[Start of section]

use async_trait::async_trait;
use tracing::debug;

use crate::credentials::error::{CredentialError, CredentialResult, ErrorBody};
use crate::credentials::issuer::CredentialIssuer;
use crate::credentials::types::{CredentialRequest, EphemeralCredential};

/// Client side of `POST /credentials`
///
/// Maps the `{error, code}` body back onto [`CredentialError`] so callers
/// branch on the same variants whether the issuer is local or remote.
pub struct RemoteCredentialIssuer {
    client: reqwest::Client,
    endpoint: String,
}

impl RemoteCredentialIssuer {
    /// `endpoint` is the full issuance URL, e.g. `http://host:8787/credentials`
    pub fn new(endpoint: impl Into<String>) -> Self {
        Self {
            client: reqwest::Client::new(),
            endpoint: endpoint.into(),
        }
    }

    pub fn endpoint(&self) -> &str {
        &self.endpoint
    }
}

#[async_trait]
impl CredentialIssuer for RemoteCredentialIssuer {
    async fn issue(&self, request: CredentialRequest) -> CredentialResult<EphemeralCredential> {
        let response = self
            .client
            .post(&self.endpoint)
            .json(&request)
            .send()
            .await
            .map_err(|e| CredentialError::Upstream(format!("Credential endpoint unreachable: {e}")))?;

        let status = response.status();
        if status.is_success() {
            return response.json().await.map_err(|e| {
                CredentialError::Internal(format!("Failed to parse credential response: {e}"))
            });
        }

        let text = response.text().await.unwrap_or_default();
        debug!(status = status.as_u16(), "Credential request rejected");

        match serde_json::from_str::<ErrorBody>(&text) {
            Ok(body) => Err(CredentialError::from_body(body)),
            Err(_) if status.is_server_error() => Err(CredentialError::Upstream(format!(
                "Credential endpoint error {status}: {text}"
            ))),
            Err(_) => Err(CredentialError::InvalidRequest(format!(
                "Credential endpoint returned {status}"
            ))),
        }
    }
}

[End of section]

### Task statement
Transcribe the material above in its entirety, precisely as written.

### Response to the exercise
use async_trait::async_trait;
use tracing::debug;

use crate::credentials::error::{CredentialError, CredentialResult, ErrorBody};
use crate::credentials::issuer::CredentialIssuer;
use crate::credentials::types::{CredentialRequest, EphemeralCredential};

/// Client side of `POST /credentials`
///
/// Maps the `{error, code}` body back onto [`CredentialError`] so callers
/// branch on the same variants whether the issuer is local or remote.
pub struct RemoteCredentialIssuer {
    client: reqwest::Client,
    endpoint: String,
}

impl RemoteCredentialIssuer {
    /// `endpoint` is the full issuance URL, e.g. `http://host:8787/credentials`
    pub fn new(endpoint: impl Into<String>) -> Self {
        Self {
            client: reqwest::Client::new(),
            endpoint: endpoint.into(),
        }
    }

    pub fn endpoint(&self) -> &str {
        &self.endpoint
    }
}

#[async_trait]
impl CredentialIssuer for RemoteCredentialIssuer {
    async fn issue(&self, request: CredentialRequest) -> CredentialResult<EphemeralCredential> {
        let response = self
            .client
            .post(&self.endpoint)
            .json(&request)
            .send()
            .await
            .map_err(|e| CredentialError::Upstream(format!("Credential endpoint unreachable: {e}")))?;

        let status = response.status();
        if status.is_success() {
            return response.json().await.map_err(|e| {
                CredentialError::Internal(format!("Failed to parse credential response: {e}"))
            });
        }

        let text = response.text().await.unwrap_or_default();
        debug!(status = status.as_u16(), "Credential request rejected");

        match serde_json::from_str::<ErrorBody>(&text) {
            Ok(body) => Err(CredentialError::from_body(body)),
            Err(_) if status.is_server_error() => Err(CredentialError::Upstream(format!(
                "Credential endpoint error {status}: {text}"
            ))),
            Err(_) => Err(CredentialError::InvalidRequest(format!(
                "Credential endpoint returned {status}"
            ))),
        }
    }
}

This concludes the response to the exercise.